The Power of Model Systems
Article Aug 10, 2016
Host gut motility is a significant contributing factor controlling strain competition and population dynamics of the gut microbiota. A recent study at University of Oregon, US, used light sheet fluorescence microscopy (LSFM) to directly image bacterial populations in the gut of larval zebrafish.
The factors that shape the composition of our resident gut microbiota are not well understood; identifying them is an important step toward developing treatments for diseases associated with microbial imbalances.
Other research typically focuses on indirect measurements of intestinal communities, such as phylogenetic profiling of faecal material using high-throughput sequencing of 16S rRNA genes. These approaches don’t typically produce spatial and temporal information on gut microbial interaction. So the team used larval zebrafish as a model vertebrate host with LSFM to image bacterial populations in situ and interrogate the growth dynamics of two representative species (Aeromonas and Vibrio) which exhibit a competitive interaction within the zebrafish gut.

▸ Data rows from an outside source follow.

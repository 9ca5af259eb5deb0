//! Structured logging contract for simulation runs.
//!
//! Provides:
//! - [`LogEntry`]: canonical JSONL record with required + optional fields.
//! - [`ArtifactIndex`]: links a log to the reports it produced, with SHA-256 digests.
//! - [`LogEmitter`]: writes JSONL lines to a file.
//! - [`validate_log_line`]: validates a single JSONL line against the schema.
//! - [`validate_log_file`]: validates an entire JSONL file.

use std::io::Write;
use std::path::Path;

use serde::{Deserialize, Serialize};
use sha2::{Digest, Sha256};
use srgp_engine::Verdict;

use crate::simulation::Scenario;

// ---------------------------------------------------------------------------
// Log entry
// ---------------------------------------------------------------------------

/// Severity level for log entries.
#[derive(Debug, Clone, Copy, PartialEq, Eq, Serialize, Deserialize)]
#[serde(rename_all = "lowercase")]
pub enum LogLevel {
    Trace,
    Debug,
    Info,
    Warn,
    Error,
}

/// Event names with a field contract enforced by [`validate_log_line`].
pub mod events {
    pub const RUN_START: &str = "run_start";
    pub const DECISION: &str = "decision";
    pub const RUN_COMPLETE: &str = "run_complete";
    pub const RUN_ERROR: &str = "run_error";
    pub const SIMULATION_COMPLETE: &str = "simulation_complete";
}

/// Canonical structured log entry.
///
/// Required fields: `timestamp`, `trace_id`, `level`, `event`.
#[derive(Debug, Clone, PartialEq, Serialize, Deserialize)]
pub struct LogEntry {
    // Required
    pub timestamp: String,
    pub trace_id: String,
    pub level: LogLevel,
    pub event: String,

    // Optional
    #[serde(skip_serializing_if = "Option::is_none")]
    pub run_id: Option<String>,
    #[serde(skip_serializing_if = "Option::is_none")]
    pub scenario: Option<Scenario>,
    /// Canonical mechanism name (`graphical_ffs`, ...).
    #[serde(skip_serializing_if = "Option::is_none")]
    pub mechanism: Option<String>,
    /// Monte Carlo repetition index.
    #[serde(skip_serializing_if = "Option::is_none")]
    pub rep: Option<usize>,
    /// Query index within the repetition.
    #[serde(skip_serializing_if = "Option::is_none")]
    pub query: Option<usize>,
    #[serde(skip_serializing_if = "Option::is_none")]
    pub verdict: Option<Verdict>,
    /// Critical value used for the decision. Infinite values serialize as `null`.
    #[serde(skip_serializing_if = "Option::is_none")]
    pub threshold: Option<f64>,
    #[serde(skip_serializing_if = "Option::is_none")]
    pub approvals: Option<usize>,
    /// `MtpError::family()` of a failed run.
    #[serde(skip_serializing_if = "Option::is_none")]
    pub error_family: Option<String>,
    #[serde(skip_serializing_if = "Option::is_none")]
    pub duration_ms: Option<u64>,
    #[serde(skip_serializing_if = "Option::is_none")]
    pub details: Option<serde_json::Value>,
}

impl LogEntry {
    /// Create a new log entry with required fields only.
    #[must_use]
    pub fn new(trace_id: impl Into<String>, level: LogLevel, event: impl Into<String>) -> Self {
        Self {
            timestamp: now_utc(),
            trace_id: trace_id.into(),
            level,
            event: event.into(),
            run_id: None,
            scenario: None,
            mechanism: None,
            rep: None,
            query: None,
            verdict: None,
            threshold: None,
            approvals: None,
            error_family: None,
            duration_ms: None,
            details: None,
        }
    }

    #[must_use]
    pub fn with_scenario(mut self, scenario: Scenario) -> Self {
        self.scenario = Some(scenario);
        self
    }

    #[must_use]
    pub fn with_mechanism(mut self, mechanism: impl Into<String>) -> Self {
        self.mechanism = Some(mechanism.into());
        self
    }

    #[must_use]
    pub fn with_rep(mut self, rep: usize) -> Self {
        self.rep = Some(rep);
        self
    }

    /// Set the decision tuple for `decision` events.
    #[must_use]
    pub fn with_decision(mut self, query: usize, verdict: Verdict, threshold: Option<f64>) -> Self {
        self.query = Some(query);
        self.verdict = Some(verdict);
        self.threshold = threshold;
        self
    }

    #[must_use]
    pub fn with_approvals(mut self, approvals: usize) -> Self {
        self.approvals = Some(approvals);
        self
    }

    #[must_use]
    pub fn with_error_family(mut self, family: impl Into<String>) -> Self {
        self.error_family = Some(family.into());
        self
    }

    #[must_use]
    pub fn with_duration_ms(mut self, ms: u64) -> Self {
        self.duration_ms = Some(ms);
        self
    }

    #[must_use]
    pub fn with_details(mut self, details: serde_json::Value) -> Self {
        self.details = Some(details);
        self
    }

    /// Serialize to a single JSONL line (no trailing newline).
    pub fn to_jsonl(&self) -> Result<String, serde_json::Error> {
        serde_json::to_string(self)
    }
}

// ---------------------------------------------------------------------------
// Artifact index
// ---------------------------------------------------------------------------

#[derive(Debug, Clone, PartialEq, Eq, Serialize, Deserialize)]
pub struct ArtifactEntry {
    pub path: String,
    pub kind: String,
    pub sha256: String,
    #[serde(skip_serializing_if = "Option::is_none")]
    pub size_bytes: Option<u64>,
    #[serde(skip_serializing_if = "Option::is_none")]
    pub description: Option<String>,
}

/// Artifact index linking a run log to the files it produced.
#[derive(Debug, Clone, PartialEq, Eq, Serialize, Deserialize)]
pub struct ArtifactIndex {
    pub index_version: u32,
    pub run_id: String,
    pub generated_utc: String,
    pub artifacts: Vec<ArtifactEntry>,
}

impl ArtifactIndex {
    #[must_use]
    pub fn new(run_id: impl Into<String>) -> Self {
        Self {
            index_version: 1,
            run_id: run_id.into(),
            generated_utc: now_utc(),
            artifacts: Vec::new(),
        }
    }

    /// Hash `path` and record it under `kind`.
    pub fn add_file(&mut self, path: &Path, kind: impl Into<String>) -> std::io::Result<&mut Self> {
        let bytes = std::fs::read(path)?;
        self.artifacts.push(ArtifactEntry {
            path: path.display().to_string(),
            kind: kind.into(),
            sha256: sha256_hex(&bytes),
            size_bytes: Some(bytes.len() as u64),
            description: None,
        });
        Ok(self)
    }

    /// Re-hash every listed file; returns the paths whose digest no longer matches.
    pub fn verify(&self) -> std::io::Result<Vec<String>> {
        let mut stale = Vec::new();
        for entry in &self.artifacts {
            let bytes = std::fs::read(&entry.path)?;
            if sha256_hex(&bytes) != entry.sha256 {
                stale.push(entry.path.clone());
            }
        }
        Ok(stale)
    }

    pub fn to_json(&self) -> Result<String, serde_json::Error> {
        serde_json::to_string_pretty(self)
    }
}

/// Lowercase hex SHA-256 of `bytes`.
#[must_use]
pub fn sha256_hex(bytes: &[u8]) -> String {
    let digest = Sha256::digest(bytes);
    digest.iter().map(|b| format!("{b:02x}")).collect()
}

// ---------------------------------------------------------------------------
// Log emitter
// ---------------------------------------------------------------------------

/// Writes structured JSONL log entries to a file.
pub struct LogEmitter {
    writer: Box<dyn Write>,
    seq: u64,
    run_id: String,
}

impl LogEmitter {
    pub fn to_file(path: &Path, run_id: &str) -> std::io::Result<Self> {
        let file = std::fs::File::create(path)?;
        Ok(Self::to_writer(Box::new(std::io::BufWriter::new(file)), run_id))
    }

    fn to_writer(writer: Box<dyn Write>, run_id: &str) -> Self {
        Self {
            writer,
            seq: 0,
            run_id: run_id.to_string(),
        }
    }

    /// Number of entries written so far.
    #[must_use]
    pub fn emitted(&self) -> u64 {
        self.seq
    }

    fn next_trace_id(&mut self) -> String {
        self.seq += 1;
        format!("{}::{:06}", self.run_id, self.seq)
    }

    /// Start an entry with a fresh trace id and this emitter's run id.
    pub fn entry(&mut self, level: LogLevel, event: &str) -> LogEntry {
        let trace_id = self.next_trace_id();
        let mut entry = LogEntry::new(trace_id, level, event);
        entry.run_id = Some(self.run_id.clone());
        entry
    }

    /// Emit a bare entry.
    pub fn emit(&mut self, level: LogLevel, event: &str) -> std::io::Result<LogEntry> {
        let entry = self.entry(level, event);
        self.write_line(&entry)?;
        Ok(entry)
    }

    /// Emit a fully-populated entry, filling `trace_id` and `run_id` if empty.
    pub fn emit_entry(&mut self, mut entry: LogEntry) -> std::io::Result<()> {
        if entry.trace_id.is_empty() {
            entry.trace_id = self.next_trace_id();
        }
        if entry.run_id.is_none() {
            entry.run_id = Some(self.run_id.clone());
        }
        self.write_line(&entry)
    }

    fn write_line(&mut self, entry: &LogEntry) -> std::io::Result<()> {
        let line = entry.to_jsonl().map_err(std::io::Error::other)?;
        writeln!(self.writer, "{line}")
    }

    pub fn flush(&mut self) -> std::io::Result<()> {
        self.writer.flush()
    }
}

// ---------------------------------------------------------------------------
// Validation
// ---------------------------------------------------------------------------

#[derive(Debug, Clone, PartialEq, Eq)]
pub struct LogValidationError {
    pub line_number: usize,
    pub field: String,
    pub message: String,
}

impl std::fmt::Display for LogValidationError {
    fn fmt(&self, f: &mut std::fmt::Formatter<'_>) -> std::fmt::Result {
        write!(
            f,
            "line {}: field '{}': {}",
            self.line_number, self.field, self.message
        )
    }
}

const LEVELS: [&str; 5] = ["trace", "debug", "info", "warn", "error"];
const SCENARIOS: [&str; 2] = ["null", "adversary"];
const VERDICTS: [&str; 2] = ["accept", "reject"];

/// Validate a single JSONL line against the schema.
pub fn validate_log_line(
    line: &str,
    line_number: usize,
) -> Result<LogEntry, Vec<LogValidationError>> {
    let mut errors = Vec::new();
    let fail = |errors: &mut Vec<LogValidationError>, field: &str, message: String| {
        errors.push(LogValidationError {
            line_number,
            field: field.to_string(),
            message,
        });
    };

    let value: serde_json::Value = match serde_json::from_str(line) {
        Ok(v) => v,
        Err(e) => {
            fail(&mut errors, "<json>", format!("invalid JSON: {e}"));
            return Err(errors);
        }
    };
    let Some(obj) = value.as_object() else {
        fail(&mut errors, "<root>", "expected JSON object".to_string());
        return Err(errors);
    };

    for field in ["timestamp", "trace_id", "level", "event"] {
        if !obj.contains_key(field) {
            fail(&mut errors, field, "required field missing".to_string());
        }
    }

    let enum_fields: [(&str, &[&str]); 3] = [
        ("level", &LEVELS),
        ("scenario", &SCENARIOS),
        ("verdict", &VERDICTS),
    ];
    for (field, allowed) in enum_fields {
        if let Some(v) = obj.get(field).and_then(|v| v.as_str())
            && !allowed.contains(&v)
        {
            fail(&mut errors, field, format!("invalid {field}: '{v}'"));
        }
    }

    if let Some(trace_id) = obj.get("trace_id").and_then(|v| v.as_str())
        && !trace_id.contains("::")
    {
        fail(
            &mut errors,
            "trace_id",
            format!("trace_id should follow <run_id>::<seq> format, got: '{trace_id}'"),
        );
    }

    // Per-event field contracts.
    let event = obj.get("event").and_then(|v| v.as_str()).unwrap_or_default();
    let required: &[&str] = match event {
        events::DECISION => &["mechanism", "rep", "query", "verdict"],
        events::RUN_COMPLETE => &["mechanism", "rep", "approvals"],
        events::RUN_ERROR => &["mechanism", "rep", "error_family"],
        events::SIMULATION_COMPLETE => &["mechanism", "scenario", "details"],
        _ => &[],
    };
    for field in required {
        if obj.get(*field).is_none_or(serde_json::Value::is_null) {
            fail(&mut errors, *field, format!("{event} events must include {field}"));
        }
    }

    if !errors.is_empty() {
        return Err(errors);
    }

    match serde_json::from_value::<LogEntry>(value) {
        Ok(entry) => Ok(entry),
        Err(e) => {
            fail(&mut errors, "<deserialization>", format!("failed to deserialize: {e}"));
            Err(errors)
        }
    }
}

/// Validate an entire JSONL file.
///
/// Returns the non-empty line count and any validation errors found.
pub fn validate_log_file(path: &Path) -> Result<(usize, Vec<LogValidationError>), std::io::Error> {
    let content = std::fs::read_to_string(path)?;
    let mut all_errors = Vec::new();
    let mut line_count = 0;

    for (i, line) in content.lines().enumerate() {
        let line = line.trim();
        if line.is_empty() {
            continue;
        }
        line_count += 1;
        if let Err(errs) = validate_log_line(line, i + 1) {
            all_errors.extend(errs);
        }
    }

    Ok((line_count, all_errors))
}

// ---------------------------------------------------------------------------
// Helpers
// ---------------------------------------------------------------------------

/// RFC 3339 UTC timestamp with millisecond precision.
fn now_utc() -> String {
    let duration = std::time::SystemTime::now()
        .duration_since(std::time::UNIX_EPOCH)
        .unwrap_or_default();
    format_utc(duration.as_secs(), duration.subsec_millis())
}

fn format_utc(secs: u64, millis: u32) -> String {
    let days = (secs / 86_400) as i64;
    let rem = secs % 86_400;
    let (year, month, day) = civil_from_days(days);
    format!(
        "{year:04}-{month:02}-{day:02}T{:02}:{:02}:{:02}.{millis:03}Z",
        rem / 3600,
        (rem % 3600) / 60,
        rem % 60,
    )
}

/// Proleptic Gregorian date for a day count since 1970-01-01.
fn civil_from_days(days: i64) -> (i64, u32, u32) {
    let z = days + 719_468;
    let era = z.div_euclid(146_097);
    let doe = z.rem_euclid(146_097);
    let yoe = (doe - doe / 1460 + doe / 36_524 - doe / 146_096) / 365;
    let doy = doe - (365 * yoe + yoe / 4 - yoe / 100);
    let mp = (5 * doy + 2) / 153;
    let day = (doy - (153 * mp + 2) / 5 + 1) as u32;
    let month = (if mp < 10 { mp + 3 } else { mp - 9 }) as u32;
    let year = yoe + era * 400 + i64::from(month <= 2);
    (year, month, day)
}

The team observed that interplay between each population and the peristaltic movement of the gut environment produced distinct spatio-temporal patterns. As a consequence, the Vibrio population dominated while Aeromonas experienced sudden drops in abundance that fit well with a stochastic mathematical model. Further proof was provided using ret1 mutant hosts, which lack a functional enteric nervous system and exhibit minimal gut motility, where the Aeromonas population was measurably more stable than in the wild type.
The team is now exploring additional factors in the host/microbe interactions to yield further and deeper insights into the dynamics of host-associated microbiota.
Raghuveer Parthasarathy, Associate Professor at the Department of Physics, University of Oregon, commented “By directly watching bacteria in the gut, we can see how microbial communities are shaped by the physical forces of the intestinal environment. For macroscopic ecosystems of animals and plants, we're used to realizing that the physical environment matters, but for the gut microbiota so far, these sorts of dynamics have been out of sight and out of mind."